The Godfreys moved to Vancouver Island in 1977 when Dave Godfrey was named head of the creative-writing department at the University of Victoria.

Ms. Godfrey attended Mount Douglas Secondary, known locally as Mount Doug, which she rendered as Mount Drug in her debut novel, The Torn Skirt, which was a national bestseller and a finalist for the Ethel Wilson Fiction Prize. The novel, published in 2001, is a raw account of a teen girl’s week-long descent in Victoria’s downtown Red Zone, exposing the sordid underbelly of a city that for decades marketed itself to tourists as a twee attraction of gardens and High Tea.

The author went through a Goth phase during her own teen years, wearing black clothes, cropped hair and abundant eyeliner. She felt her suburban high school emphasized sports over academics. The school’s alumni include the music producer David Foster and filmmaker Atom Egoyan, though not long after her own graduation three male students were convicted of the bloody stabbing and beating deaths of the mother and grandmother of one of them.

After studying at the University of Toronto, she took creative writing at Sarah Lawrence College in Yonkers, north of New York, earning a master’s degree in fine arts. While living in the city, she freelanced articles to several publications, including The Globe and Mail, while also writing for television and reading movie scripts for a production house.

She first learned of the Virk murder in an article in the New York Times. She returned to Vancouver Island to visit some of the accused girls in a youth detention centre. They seemed familiar figures to her, regular girls much like those with whom she had gone to school, not cold-blooded killers.

Ms. Godfrey, a resident of Red Hook, N.Y., died on Oct. 3. She leaves a husband, Herb Wilson; a daughter, Ada; a younger brother, Samuel; and her mother, Ellen Godfrey.

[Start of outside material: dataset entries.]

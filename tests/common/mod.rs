use std::sync::OnceLock;
use tracing_subscriber::EnvFilter;

static INIT: OnceLock<()> = OnceLock::new();

/// Install a stderr-writing subscriber once per test binary so that
/// `tracing` events emitted by the search (cache hits, cutoffs, best-move
/// updates) show up when a test fails. Respects `RUST_LOG`; defaults to
/// `warn`.
pub fn init_subscriber() {
    INIT.get_or_init(|| {
        let filter = EnvFilter::try_from_default_env().unwrap_or_else(|_| EnvFilter::new("warn"));
        let _ = tracing_subscriber::fmt().with_env_filter(filter).with_test_writer().try_init();
    });
}
//! Zobrist hashing: the position-to-u64 key discipline the transposition
//! table uses both to bucket entries and, via [`Position`]'s own equality,
//! to resolve collisions.

pub mod zobrist;

pub use zobrist::{equals, hash};
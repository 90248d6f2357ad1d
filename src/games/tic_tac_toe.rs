//! Tic-tac-toe: the smallest possible [`crate::search::Game`] implementer,
//! exhaustively searchable to a forced result at every depth.

use crate::search::Game;
use serde::{Deserialize, Serialize};

/// `1` = X, `-1` = O, `0` = empty.
#[derive(Debug, Clone, PartialEq, Eq, Serialize, Deserialize)]
pub struct TicTacToeState {
    board: [i8; 9],
    next_player: i8,
}

impl TicTacToeState {
    pub fn empty() -> Self {
        TicTacToeState { board: [0; 9], next_player: 1 }
    }
}

/// A board position, `0..9`, row-major (`pos / 3` row, `pos % 3` column).
pub type Move = usize;

pub struct TicTacToeGame;

fn check_winner(st: &TicTacToeState) -> i8 {
    let b = &st.board;
    for r in 0..3 {
        let sum = b[r * 3] as i32 + b[r * 3 + 1] as i32 + b[r * 3 + 2] as i32;
        if sum == 3 {
            return 1;
        }
        if sum == -3 {
            return -1;
        }
    }
    for c in 0..3 {
        let sum = b[c] as i32 + b[c + 3] as i32 + b[c + 6] as i32;
        if sum == 3 {
            return 1;
        }
        if sum == -3 {
            return -1;
        }
    }
    let diag1 = b[0] as i32 + b[4] as i32 + b[8] as i32;
    let diag2 = b[2] as i32 + b[4] as i32 + b[6] as i32;
    if diag1 == 3 || diag2 == 3 {
        return 1;
    }
    if diag1 == -3 || diag2 == -3 {
        return -1;
    }
    0
}

impl Game for TicTacToeGame {
    type State = TicTacToeState;
    type Move = Move;

    fn generate_moves(state: &TicTacToeState) -> Vec<Move> {
        (0..9).filter(|&i| state.board[i] == 0).collect()
    }

    fn apply_move(state: &TicTacToeState, mv: &Move) -> Option<TicTacToeState> {
        if state.board[*mv] != 0 {
            return None;
        }
        let mut next = state.clone();
        next.board[*mv] = state.next_player;
        next.next_player = -state.next_player;
        Some(next)
    }

    fn is_terminal(state: &TicTacToeState) -> bool {
        check_winner(state) != 0 || state.board.iter().all(|&cell| cell != 0)
    }

    fn evaluate(state: &TicTacToeState) -> i32 {
        match check_winner(state) {
            1 => 100,
            -1 => -100,
            _ => 0,
        }
    }

    fn player_to_move(state: &TicTacToeState) -> i32 {
        state.next_player as i32
    }

    fn hash_state(state: &TicTacToeState) -> u64 {
        let mut h = 0u64;
        for &cell in &state.board {
            h = (h << 3) ^ (cell as i64 + 2) as u64;
        }
        h ^= (state.next_player & 0xF) as u64;
        h
    }
}
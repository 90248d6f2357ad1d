//! Generic alpha-beta search, decoupled from chess by the [`Game`] trait.
//!
//! `search` and `best_move` never mention a board or a piece. Everything
//! game-specific — how to enumerate moves, how to apply one, when a state is
//! terminal, how to score it, whose turn it is — comes through `Game`. The
//! chess engine is one implementer; [`crate::games`] ships two more as
//! illustrations that exercise the same search code.

use crate::tt::{CacheEntry, NodeType, TranspositionTable};
use tracing::{debug, trace, warn};

/// The capability bundle the search consumes. An implementer only needs to
/// describe its own state and move types and answer these questions; the
/// search loop itself is fixed.
pub trait Game {
    type State: Clone;
    type Move: Clone;

    /// All pseudo-legal (or legal, if the implementer folds legality into
    /// generation) moves available in `state`.
    fn generate_moves(state: &Self::State) -> Vec<Self::Move>;

    /// Apply `mv` to `state`. `None` means the move is rejected and the
    /// branch is skipped — the search never treats this as a hard error.
    fn apply_move(state: &Self::State, mv: &Self::Move) -> Option<Self::State>;

    fn is_terminal(state: &Self::State) -> bool;

    fn evaluate(state: &Self::State) -> i32;

    /// `1` for the maximizing side to move, `-1` for the minimizing side.
    fn player_to_move(state: &Self::State) -> i32;

    /// A hash of `state` suitable for bucketing it in a transposition table.
    /// Collisions are fine — [`TranspositionTable`] falls back to `State`'s
    /// own equality to disambiguate — but two equal states must hash equal.
    fn hash_state(state: &Self::State) -> u64;
}

/// Depth-first alpha-beta search over `Game::State`, optionally backed by a
/// transposition table keyed on `hash_key`/`state` equality.
///
/// Mirrors the reference control flow exactly: a cache hit at sufficient
/// depth narrows the window (or returns outright on a window collapse),
/// terminal and zero-move states are evaluated and stored as `Exact`, and
/// the final node type is classified against the window the call *started*
/// with, not the one narrowed during the recursion.
pub fn search<G: Game>(
    state: &G::State,
    depth: u32,
    mut alpha: i32,
    mut beta: i32,
    mut cache: Option<&mut TranspositionTable<G::State, CacheEntry>>,
) -> i32
where
    G::State: PartialEq,
{
    let hash_key = G::hash_state(state);
    let alpha_orig = alpha;
    let beta_orig = beta;

    if let Some(table) = cache.as_deref() {
        if let Some(entry) = table.lookup(hash_key, state) {
            if entry.depth >= depth {
                match entry.node_type {
                    NodeType::Exact => {
                        trace!(hash_key, value = entry.value, "cache hit, exact");
                        return entry.value;
                    }
                    NodeType::LowerBound => alpha = alpha.max(entry.value),
                    NodeType::UpperBound => beta = beta.min(entry.value),
                }
                if alpha >= beta {
                    trace!(hash_key, alpha, beta, "cache-narrowed window collapsed");
                    return entry.value;
                }
            }
        }
    }

    if G::is_terminal(state) || depth == 0 {
        let eval = G::evaluate(state);
        store(cache.as_deref_mut(), hash_key, state, eval, depth, NodeType::Exact);
        return eval;
    }

    let moves = G::generate_moves(state);
    if moves.is_empty() {
        let eval = G::evaluate(state);
        store(cache.as_deref_mut(), hash_key, state, eval, depth, NodeType::Exact);
        return eval;
    }

    let maximizing = G::player_to_move(state) == 1;
    let mut best = if maximizing { i32::MIN } else { i32::MAX };

    for mv in &moves {
        let Some(next) = G::apply_move(state, mv) else {
            continue;
        };
        let value = search::<G>(&next, depth - 1, alpha, beta, cache.as_deref_mut());

        if maximizing {
            if value > best {
                best = value;
            }
            if best > alpha {
                alpha = best;
            }
        } else {
            if value < best {
                best = value;
            }
            if best < beta {
                beta = best;
            }
        }

        if alpha >= beta {
            break;
        }
    }

    let node_type = if best <= alpha_orig {
        NodeType::UpperBound
    } else if best >= beta_orig {
        NodeType::LowerBound
    } else {
        NodeType::Exact
    };
    store(cache, hash_key, state, best, depth, node_type);
    best
}

fn store<S: Clone + PartialEq>(
    cache: Option<&mut TranspositionTable<S, CacheEntry>>,
    hash_key: u64,
    state: &S,
    value: i32,
    depth: u32,
    node_type: NodeType,
) {
    if let Some(table) = cache {
        table.store(hash_key, state.clone(), CacheEntry { value, depth, node_type, best_move: None });
    }
}

/// Find the best move from `state` by trying each pseudo-legal move at the
/// top level and recursing with [`search`] on the result. Returns `None` if
/// `state` is terminal or if every move is rejected by the applicator.
pub fn best_move<G: Game>(
    state: &G::State,
    depth: u32,
    mut cache: Option<&mut TranspositionTable<G::State, CacheEntry>>,
) -> Option<G::Move>
where
    G::State: PartialEq,
{
    if G::is_terminal(state) {
        return None;
    }

    let moves = G::generate_moves(state);
    if moves.is_empty() {
        warn!("no moves available in best_move despite a non-terminal state");
        return None;
    }

    let maximizing = G::player_to_move(state) == 1;
    let mut alpha = i32::MIN;
    let mut beta = i32::MAX;
    let mut best_value = if maximizing { i32::MIN } else { i32::MAX };
    let mut best: Option<G::Move> = None;

    for mv in &moves {
        let Some(next) = G::apply_move(state, mv) else {
            continue;
        };
        let value = search::<G>(&next, depth - 1, alpha, beta, cache.as_deref_mut());

        if maximizing {
            if value > best_value {
                best_value = value;
                best = Some(mv.clone());
                debug!(best_value, "new best move for maximizer");
            }
            if best_value > alpha {
                alpha = best_value;
            }
        } else {
            if value < best_value {
                best_value = value;
                best = Some(mv.clone());
                debug!(best_value, "new best move for minimizer");
            }
            if best_value < beta {
                beta = best_value;
            }
        }

        if alpha >= beta {
            debug!(alpha, beta, "alpha-beta cutoff in best_move");
            break;
        }
    }

    if best.is_none() {
        warn!("every candidate move was rejected by the applicator");
    }
    best
}

#[cfg(test)]
mod tests {
    use super::*;

    // A depth-bounded game over an i32 counter: moves are +1/-1, evaluation
    // is the counter itself, terminal at |state| >= 2. Exercises the
    // maximizer/minimizer split and alpha-beta pruning without any chess
    // machinery.
    struct CounterGame;

    impl Game for CounterGame {
        type State = i32;
        type Move = i32;

        fn generate_moves(state: &i32) -> Vec<i32> {
            if state.abs() >= 2 {
                vec![]
            } else {
                vec![1, -1]
            }
        }

        fn apply_move(state: &i32, mv: &i32) -> Option<i32> {
            Some(state + mv)
        }

        fn is_terminal(state: &i32) -> bool {
            state.abs() >= 2
        }

        fn evaluate(state: &i32) -> i32 {
            *state
        }

        fn player_to_move(state: &i32) -> i32 {
            if state % 2 == 0 { 1 } else { -1 }
        }

        fn hash_state(state: &i32) -> u64 {
            *state as u64
        }
    }

    #[test]
    fn search_matches_without_cache() {
        let value = search::<CounterGame>(&0, 4, i32::MIN, i32::MAX, None);
        assert_eq!(value, 0);
    }

    #[test]
    fn search_agrees_with_and_without_transposition_table() {
        let without = search::<CounterGame>(&0, 4, i32::MIN, i32::MAX, None);
        let mut table: TranspositionTable<i32, CacheEntry> = TranspositionTable::new(64);
        let with = search::<CounterGame>(&0, 4, i32::MIN, i32::MAX, Some(&mut table));
        assert_eq!(without, with);
    }

    #[test]
    fn best_move_is_none_on_terminal_state() {
        assert_eq!(best_move::<CounterGame>(&2, 3, None), None);
    }

    #[test]
    fn best_move_score_matches_top_level_search() {
        let depth = 3;
        let mv = best_move::<CounterGame>(&0, depth, None).expect("non-terminal state has moves");
        let next = CounterGame::apply_move(&0, &mv).unwrap();
        let score_of_move = search::<CounterGame>(&next, depth - 1, i32::MIN, i32::MAX, None);
        let top_level = search::<CounterGame>(&0, depth, i32::MIN, i32::MAX, None);
        assert_eq!(score_of_move, top_level);
    }
}
use serde_json::{Value, json};

use crate::{
    auth::RequestContext,
    error::AppError,
    models::{
        BuiltOn, Event, EventForm, Partnership, PartnershipForm, Post, PostForm, ProjectEditForm,
        ProjectSubmission, ProjectSubmissionForm, parse_event_date,
    },
    repository::{Collection, Query, Row},
    resource::{Action, Resource},
};

fn object(value: Value) -> Row {
    match value {
        Value::Object(map) => map,
        _ => Row::new(),
    }
}

fn event_row(form: EventForm) -> Result<Row, AppError> {
    let event_date = parse_event_date(&form.event_date).ok_or_else(|| {
        AppError::Validation(format!("Invalid event date: {}", form.event_date))
    })?;
    Ok(object(json!({
        "title": form.title.trim(),
        "description": form.description,
        "event_date": event_date.to_rfc3339(),
        "location": form.location.trim(),
        "image_url": form.image_url,
        "registration_link": form.registration_link,
        "status": form.status.as_str(),
    })))
}

/// Events, admin-managed, newest event date first.
pub struct EventResource;

impl Resource for EventResource {
    type Record = Event;
    type CreateForm = EventForm;
    type UpdateForm = EventForm;

    const COLLECTION: Collection = Collection::Events;
    const LABEL: &'static str = "event";
    const TITLE: &'static str = "Event";
    const PATH: &'static str = "/admin/events";

    fn order() -> Query {
        Query::new().order("event_date", false)
    }

    fn insert_row(form: EventForm, ctx: &RequestContext) -> Result<Row, AppError> {
        let mut row = event_row(form)?;
        row.insert("created_by".into(), json!(ctx.user_id));
        Ok(row)
    }

    fn update_row(form: EventForm) -> Result<Row, AppError> {
        event_row(form)
    }
}

fn post_row(form: PostForm) -> Row {
    object(json!({
        "title": form.title.trim(),
        "content": form.content,
        "excerpt": form.excerpt,
        "image_url": form.image_url,
        "published": form.published,
    }))
}

pub struct PostResource;

impl Resource for PostResource {
    type Record = Post;
    type CreateForm = PostForm;
    type UpdateForm = PostForm;

    const COLLECTION: Collection = Collection::Posts;
    const LABEL: &'static str = "post";
    const TITLE: &'static str = "Post";
    const PATH: &'static str = "/admin/posts";

    fn order() -> Query {
        Query::new().order("created_at", false)
    }

    fn insert_row(form: PostForm, ctx: &RequestContext) -> Result<Row, AppError> {
        let mut row = post_row(form);
        row.insert("created_by".into(), json!(ctx.user_id));
        Ok(row)
    }

    fn update_row(form: PostForm) -> Result<Row, AppError> {
        Ok(post_row(form))
    }
}

fn partnership_row(form: PartnershipForm) -> Row {
    object(json!({
        "name": form.name.trim(),
        "description": form.description,
        "logo_url": form.logo_url,
        "website_url": form.website_url,
    }))
}

pub struct PartnershipResource;

impl Resource for PartnershipResource {
    type Record = Partnership;
    type CreateForm = PartnershipForm;
    type UpdateForm = PartnershipForm;

    const COLLECTION: Collection = Collection::Partnerships;
    const LABEL: &'static str = "partnership";
    const TITLE: &'static str = "Partnership";
    const PATH: &'static str = "/admin/partnerships";

    fn order() -> Query {
        Query::new().order("created_at", false)
    }

    fn insert_row(form: PartnershipForm, _ctx: &RequestContext) -> Result<Row, AppError> {
        Ok(partnership_row(form))
    }

    fn update_row(form: PartnershipForm) -> Result<Row, AppError> {
        Ok(partnership_row(form))
    }
}

/// ProjectResource
///
/// Member showcase. Any member may submit; the owner or an admin may edit or delete.
/// The list (featured first, then newest) is rendered through the project board
/// handlers rather than the generic list route.
pub struct ProjectResource;

impl Resource for ProjectResource {
    type Record = ProjectSubmission;
    type CreateForm = ProjectSubmissionForm;
    type UpdateForm = ProjectEditForm;

    const COLLECTION: Collection = Collection::ProjectSubmissions;
    const LABEL: &'static str = "project";
    const TITLE: &'static str = "Project";
    const PATH: &'static str = "/dashboard/projects";

    fn order() -> Query {
        Query::new()
            .order("is_featured", false)
            .order("created_at", false)
    }

    fn can_view(_ctx: &RequestContext) -> bool {
        true
    }

    fn can_create(_ctx: &RequestContext) -> bool {
        true
    }

    fn can_modify(ctx: &RequestContext, record: &ProjectSubmission) -> bool {
        ctx.owns_or_admin(record.user_id)
    }

    fn insert_row(form: ProjectSubmissionForm, ctx: &RequestContext) -> Result<Row, AppError> {
        // The free-text tool name only means something alongside `built_on = other`.
        let other_text = match form.built_on {
            BuiltOn::Other => form.built_on_other_text.map(|t| t.trim().to_string()),
            BuiltOn::Windsurf => None,
        };
        Ok(object(json!({
            "user_id": ctx.user_id,
            "title": form.title.trim(),
            "overview": form.overview.trim(),
            "live_url": form.live_url.trim(),
            "github_url": form.github_url,
            "built_on": form.built_on,
            "built_on_other_text": other_text,
        })))
    }

    fn update_row(form: ProjectEditForm) -> Result<Row, AppError> {
        Ok(object(json!({
            "title": form.title.trim(),
            "overview": form.overview.trim(),
        })))
    }

    fn success_title(action: Action) -> String {
        match action {
            Action::Create => "Project submitted",
            Action::Update => "Updated",
            Action::Delete => "Deleted",
            Action::Fetch => "Projects loaded",
        }
        .to_string()
    }

    fn failure_title(action: Action) -> String {
        match action {
            Action::Create => "Failed to submit",
            Action::Update => "Failed to update",
            Action::Delete => "Failed to delete",
            Action::Fetch => "Error fetching projects",
        }
        .to_string()
    }
}
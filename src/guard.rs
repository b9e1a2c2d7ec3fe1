use axum::{
    extract::{Request, State},
    middleware::Next,
    response::{IntoResponse, Redirect, Response},
};

use crate::{
    AppState,
    auth::{ResolvedAccess, resolve_is_admin, resolve_session},
};

pub const LOGIN_PATH: &str = "/auth/login";
pub const REGISTER_PATH: &str = "/auth/register";
pub const DASHBOARD_PATH: &str = "/dashboard";
pub const ADMIN_PATH: &str = "/admin";

/// The kinds of guarded path. Anything else is not the guard's business.
#[derive(Debug, Clone, Copy, PartialEq, Eq)]
pub enum PathClass {
    /// Login and registration: only meaningful without a session.
    AuthPage,
    /// `/dashboard` and below.
    Member,
    /// `/admin` and below.
    Admin,
}

#[derive(Debug, Clone, Copy, PartialEq, Eq)]
pub enum GuardDecision {
    Allow,
    RedirectToLogin,
    RedirectToDashboard,
}

fn within(path: &str, root: &str) -> bool {
    path == root
        || path
            .strip_prefix(root)
            .is_some_and(|rest| rest.starts_with('/'))
}

/// classify
///
/// Maps a request path onto its `PathClass`. Prefixes match on segment boundaries
/// (`/dashboardx` is unguarded) and a single trailing slash is ignored.
pub fn classify(path: &str) -> Option<PathClass> {
    let path = match path.strip_suffix('/') {
        Some(trimmed) if !trimmed.is_empty() => trimmed,
        _ => path,
    };

    if path == LOGIN_PATH || path == REGISTER_PATH {
        Some(PathClass::AuthPage)
    } else if within(path, DASHBOARD_PATH) {
        Some(PathClass::Member)
    } else if within(path, ADMIN_PATH) {
        Some(PathClass::Admin)
    } else {
        None
    }
}

/// decide
///
/// The guard's decision table. `is_admin` is only consulted for admin pages.
pub fn decide(class: PathClass, has_session: bool, is_admin: bool) -> GuardDecision {
    match (class, has_session) {
        (PathClass::AuthPage, true) => GuardDecision::RedirectToDashboard,
        (PathClass::AuthPage, false) => GuardDecision::Allow,
        (PathClass::Member | PathClass::Admin, false) => GuardDecision::RedirectToLogin,
        (PathClass::Member, true) => GuardDecision::Allow,
        (PathClass::Admin, true) if is_admin => GuardDecision::Allow,
        (PathClass::Admin, true) => GuardDecision::RedirectToDashboard,
    }
}

/// route_guard
///
/// Middleware run in front of every route. Resolves the session once, and the admin
/// flag only for admin pages with a session, then allows or redirects (307). Allowed
/// requests carry the resolution forward as `ResolvedAccess`.
pub async fn route_guard(
    State(state): State<AppState>,
    mut request: Request,
    next: Next,
) -> Response {
    let Some(class) = classify(request.uri().path()) else {
        return next.run(request).await;
    };

    let session = resolve_session(request.headers(), &state.config, state.data.as_ref()).await;
    let is_admin = match (&session, class) {
        (Some(session), PathClass::Admin) => {
            Some(resolve_is_admin(state.data.as_ref(), session.user_id).await)
        }
        _ => None,
    };

    let decision = decide(class, session.is_some(), is_admin.unwrap_or(false));
    tracing::debug!(
        path = %request.uri().path(),
        ?class,
        ?decision,
        "route guard"
    );

    match decision {
        GuardDecision::Allow => {
            request
                .extensions_mut()
                .insert(ResolvedAccess { session, is_admin });
            next.run(request).await
        }
        GuardDecision::RedirectToLogin => Redirect::temporary(LOGIN_PATH).into_response(),
        GuardDecision::RedirectToDashboard => {
            Redirect::temporary(DASHBOARD_PATH).into_response()
        }
    }
}

#[cfg(test)]
mod tests {
    use super::*;

    #[test]
    fn classifies_on_segment_boundaries() {
        assert_eq!(classify("/dashboard"), Some(PathClass::Member));
        assert_eq!(classify("/dashboard/"), Some(PathClass::Member));
        assert_eq!(classify("/dashboard/projects/42"), Some(PathClass::Member));
        assert_eq!(classify("/dashboardx"), None);
        assert_eq!(classify("/admin"), Some(PathClass::Admin));
        assert_eq!(classify("/admin/events"), Some(PathClass::Admin));
        assert_eq!(classify("/administrator"), None);
        assert_eq!(classify("/auth/login"), Some(PathClass::AuthPage));
        assert_eq!(classify("/auth/register/"), Some(PathClass::AuthPage));
        assert_eq!(classify("/auth/verify-email"), None);
        assert_eq!(classify("/"), None);
        assert_eq!(classify("/api/auth/logout"), None);
    }

    #[test]
    fn decision_table() {
        use GuardDecision::*;
        use PathClass::*;

        let cases = [
            (AuthPage, false, false, Allow),
            (AuthPage, true, false, RedirectToDashboard),
            (AuthPage, true, true, RedirectToDashboard),
            (Member, false, false, RedirectToLogin),
            (Member, true, false, Allow),
            (Member, true, true, Allow),
            (Admin, false, false, RedirectToLogin),
            (Admin, true, false, RedirectToDashboard),
            (Admin, true, true, Allow),
        ];
        for (class, session, admin, expected) in cases {
            assert_eq!(
                decide(class, session, admin),
                expected,
                "{class:?} session={session} admin={admin}"
            );
        }
    }
}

She was predeceased by her father, who died at age 76 in 2015, and by an older brother, Jonathan Clifford Godfrey, who died at age 16 in 1981 after accidentally falling 23 metres down a coastal bluff near the family home in suburban Saanich. Like the victim of her true-crime book, his body was found in the water.

She was only 13 at the time. “I remember a reporter knocking on the door and asking me, ‘Did you know the boy who died?’” she told Ms. Jamison. “It was just unbelievably horrible.”

The tragedy informed her approach to the more than 300 interviews she conducted for Under the Bridge.

“I didn’t want to be that intrusive or voyeuristic, so I was quite tentative by journalistic standards. I took a long time. I remember being in my car, pulling over to the side of the road with panic attacks while I was on my way to interview people.”